Rotation static note of the ancient Chinese actuator of other realization straight line static micro motor can be provided, and within the scope of the invention.For example, can provide pushing away-the La micro-actuator of two above micro motors 408 of use and 409.Preferably, any such rotation micro-actuator is arranged around the rotating shaft of micro-actuator symmetrically.Can conceive, such micro-actuator has the rotating shaft at the center of micro-actuator, with opposite in a side in the micro-actuator 401.

Be to be understood that, Shuo Ming rotation electrostatic microactuator can be provided with the spring of pre-bending or the United States Patent (USP) of delivering on December 7th, 1,999 5 herein, 998, the U.S. Patent Application Serial 09/135 same period of on August 17th, 906 and 1998 filing, the hanger of the sort of type of explanation in 236, and within the scope of the invention.The spring of this pre-bending is a non-rectilinear, and is in the state of " bending " under the situation that is still in static not deflection.Thereby the spring member of this spring stretches to linear state when pectination drives interdigital intersection and increase its axial rigidity in the process of intersection.Such rotation electrostatic microactuator can be established two or more pre-bending springs, one or more stretches when the pectination that drives micro-actuator along first direction drives interdigital intersections, and one or more stretches when driving the interdigital intersection of the pectination driving of micro-actuator in opposite direction.The result who uses the spring of such pre-bending be improved or follow the rigidity of structure near the spring at the range place of comb actuator, this is especially important in the micro-actuator that bigger deflection is arranged.

The rotation electrostatic microactuator of the various herein micro-actuator features of embodiment can be provided.Use arc drive interdigital rotation electrostatic microactuator can be in shape circular also can be other non-circular shape, such as fan-shaped, the perhaps shape of the covering of the fan of similar circle or section.Can establish the folding or non-folded spring that radially extends.This spring when it is static be pre-bending also can be straight line.The pectination assembly of micro-actuator can be the center radius that also can stagger with a radius.Its rest position pectination drive interdigital can be isolated also can be that part is intersected, and different shape can be arranged.

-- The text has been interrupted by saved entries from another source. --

#[test]
fn test_omitted_required_argument_fails_and_discards_containers() {
    let profile = HdMapperProfile::new().constructor_arg("attr1", |_, _| Ok(HdOverride::Omit));
    let types = type_map(vec![("Foo", profile)]);
    let mut arena = HdContainerArena::new();
    let root = arena.insert("Foo", "root", Foo::new("old", vec![1, 2, 3]));

    let mut manager = HdBuildManager::new(types.clone());
    let built = manager.build(&mut arena, root).unwrap();
    let mut reader = HdBuildManager::with_tree(types, manager.into_tree());
    let mut read = HdContainerArena::new();
    let err = reader.construct(&mut read, built).unwrap_err();
    assert!(matches!(err, HdError::Construct { ref field, .. } if field == "attr1"));
    assert_eq!(read.len(), 0);
    assert_eq!(reader.get_container(built), None);
}

#[test]
fn test_spec_required_argument_is_enforced_for_optional_class_argument() {
    let profile = HdMapperProfile::new().constructor_arg("attr1", |_, _| Ok(HdOverride::Omit));
    let types = type_map_with(foo_class(false), vec![("Foo", profile)]);
    let mut arena = HdContainerArena::new();
    let root = arena.insert("Foo", "root", Foo::new("old", vec![1, 2, 3]));

    let mut manager = HdBuildManager::new(types.clone());
    let built = manager.build(&mut arena, root).unwrap();
    let mut reader = HdBuildManager::with_tree(types, manager.into_tree());
    let mut read = HdContainerArena::new();
    let err = reader.construct(&mut read, built).unwrap_err();
    assert!(matches!(err, HdError::Construct { ref field, .. } if field == "attr1"));
    assert_eq!(read.len(), 0);
}

#[test]
fn test_optional_reference_attribute_round_trip() {
    let types = type_map(Vec::new());
    let mut arena = HdContainerArena::new();
    let root = arena.insert("Foo", "root", Foo::new("root", vec![1]));
    let a = arena.insert("Foo", "a", Foo::new("first", vec![2]));
    let b = arena.insert("Foo", "b", Foo::new("second", vec![3]));
    for child in [a, b] {
        arena.set_parent(child, root).unwrap();
        arena.get_mut::<Foo>(root).unwrap().foos.push(child);
    }
    arena.get_mut::<Foo>(b).unwrap().sibling = Some(a);

    let mut manager = HdBuildManager::new(types.clone());
    let built = manager.build(&mut arena, root).unwrap();
    let a_builder = manager.get_builder(a).unwrap();
    let b_builder = manager.get_builder(b).unwrap();
    {
        let tree = manager.tree();
        assert_eq!(
            tree.get(b_builder).unwrap().attribute("sibling"),
            Some(&HdBuilderValue::Reference(HdReference::Object(a_builder)))
        );
        assert_eq!(tree.get(a_builder).unwrap().attribute("sibling"), None);
    }

    let mut reader = HdBuildManager::with_tree(types, manager.into_tree());
    let mut read = HdContainerArena::new();
    let restored = reader.construct(&mut read, built).unwrap();
    let foos = read.get::<Foo>(restored).unwrap().foos.clone();
    assert_eq!(foos.len(), 2);
    let (read_a, read_b) = (foos[0], foos[1]);
    assert_eq!(read.get::<Foo>(read_b).unwrap().sibling, Some(read_a));
    assert_eq!(read.get::<Foo>(read_a).unwrap().sibling, None);
    assert_eq!(read.get::<Foo>(read_a).unwrap().attr1, "first");
    assert_eq!(read.parent(read_a).unwrap(), Some(restored));
    assert_eq!(read.len(), 3);
}

#[test]
fn test_object_attribute_hook_overrides_getter() {
    let profile =
        HdMapperProfile::new().object_attr("attr1", |_, _| Ok(HdOverride::value(HdValue::from("hooked"))));
    let types = type_map(vec![("Foo", profile)]);
    let mut arena = HdContainerArena::new();
    let root = arena.insert("Foo", "root", Foo::new("old", vec![1]));

    let mut manager = HdBuildManager::new(types);
    let built = manager.build(&mut arena, root).unwrap();
    let node = manager.tree().get(built).unwrap();
    assert_eq!(value_of(node.attribute("attr1")), Some(&HdValue::from("hooked")));
}

#[test]
fn test_missing_required_field_fails_and_discards_builders() {
    let types = type_map(Vec::new());
    let mut arena = HdContainerArena::new();
    let (root, child) = two_level(&mut arena);
    arena.get_mut::<Foo>(child).unwrap().my_data.clear();

    let mut manager = HdBuildManager::new(types);
    let err = manager.build(&mut arena, root).unwrap_err();
    assert!(matches!(err, HdError::Build { ref field, .. } if field == "my_data"));
    assert!(manager.tree().is_empty());
    assert_eq!(manager.get_builder(root), None);
}

#[test]
fn test_container_source_cannot_change_without_export() {
    let types = type_map(Vec::new());
    let mut arena = HdContainerArena::new();
    let root = arena.insert("Foo", "root", Foo::new("old", vec![1]));

    let mut first = HdBuildManager::new(types.clone());
    let options = HdBuildOptions::default().with_source("first.h5");
    let built = first.build_with(&mut arena, root, &options).unwrap();
    assert_eq!(first.tree().get(built).unwrap().source(), Some("first.h5"));
    assert_eq!(arena.container_source(root).unwrap(), Some("first.h5"));

    let mut second = HdBuildManager::new(types.clone());
    let moved = HdBuildOptions::default().with_source("second.h5");
    let err = second.build_with(&mut arena, root, &moved).unwrap_err();
    assert!(matches!(err, HdError::Build { ref field, .. } if field == "container_source"));

    let mut exporter = HdBuildManager::new(types);
    let exported = exporter.build_with(&mut arena, root, &moved.with_export(true)).unwrap();
    assert_eq!(exporter.tree().get(exported).unwrap().source(), Some("second.h5"));
}

#[test]
fn test_unregistered_type_gets_generated_class() {
    let profile = HdMapperProfile::new().map_spec("@label", "title");
    let types = type_map(vec![("Bar", profile)]);
    let mut arena = HdContainerArena::new();
    let bar = arena.insert(
        "Bar",
        "bar",
        HdDynamicContainer::new("Bar").with_field("title", HdValue::from("generated")),
    );

    let mut manager = HdBuildManager::new(types.clone());
    let built = manager.build(&mut arena, bar).unwrap();
    {
        let tree = manager.tree();
        let node = tree.get(built).unwrap();
        assert_eq!(value_of(node.attribute("label")), Some(&HdValue::from("generated")));
        assert_eq!(tree.get_child(built, "values"), None);
    }

    let class = types.get_dt_container_cls("Bar", Some("test"), true).unwrap();
    assert!(class.is_generated());
    assert!(class.has_arg("title"));
    let generated = types.get_container_classes(Some("test")).unwrap();
    assert!(generated.iter().any(|class| class.data_type() == "Bar"));
    assert!(types.get_dt_container_cls("Bar", Some("test"), false).is_err());

    let mut reader = HdBuildManager::with_tree(types, manager.into_tree());
    let mut read = HdContainerArena::new();
    let restored = reader.construct(&mut read, built).unwrap();
    let payload = read.get::<HdDynamicContainer>(restored).unwrap();
    assert_eq!(payload.data_type, "Bar");
    assert_eq!(payload.get("title"), Some(&HdField::Value(HdValue::from("generated"))));
    assert_eq!(payload.get("values"), None);
}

In sum, provide a kind of rotation electrostatic microactuator that has improved range of angular motion.Medio-lateral instability power in one or more pectination driven unit of micro-actuator is lowered to minimum, and the plane that allows the rotation of member to stretch out micro-actuator.The rotating shaft of micro-actuator can adjoin a side of micro-actuator and place.

Claims (24)

1. a rotation electrostatic microactuator contains: the substrate of a substantitally planar; A rotating member overlaps and is used on the substrate rotating around rotating shaft, and rotating shaft extends perpendicular to the substrate on plane; At least one pectination driven unit radially stretches out and has first and second pectination drive member from rotating shaft basically, the first pectination drive member is installed on the substrate, each first and second pectination drive member all is provided with the arc pectination and drives interdigital, the first and second interval folded springs, and at least one is placed on the pectination driven unit between first and second folded springs, each first and second folded spring all is the U font basically, and the spring member that first and second pencils of stretching out from rotating shaft are arranged basically radially, each first spring member has a first end to be fixed on the substrate, and each second spring member has a second end to be fixed on the second pectination driven unit, be used at substrate overhung second pectination driven unit and the rotating member, the second pectination driven unit can move between first and second positions along the direction of travel around rotating shaft, in described primary importance, the pectination of the first and second pectination drive member drive interdigital do not have basically complete intersection, and in the second place, the pectination of the first and second pectination drive member drives interdigital complete intersection basically, thereby first and second folded springs allow the second pectination drive member that bigger walking is arranged between first and second positions, and then allow rotating parts around the bigger rotation of rotating shaft.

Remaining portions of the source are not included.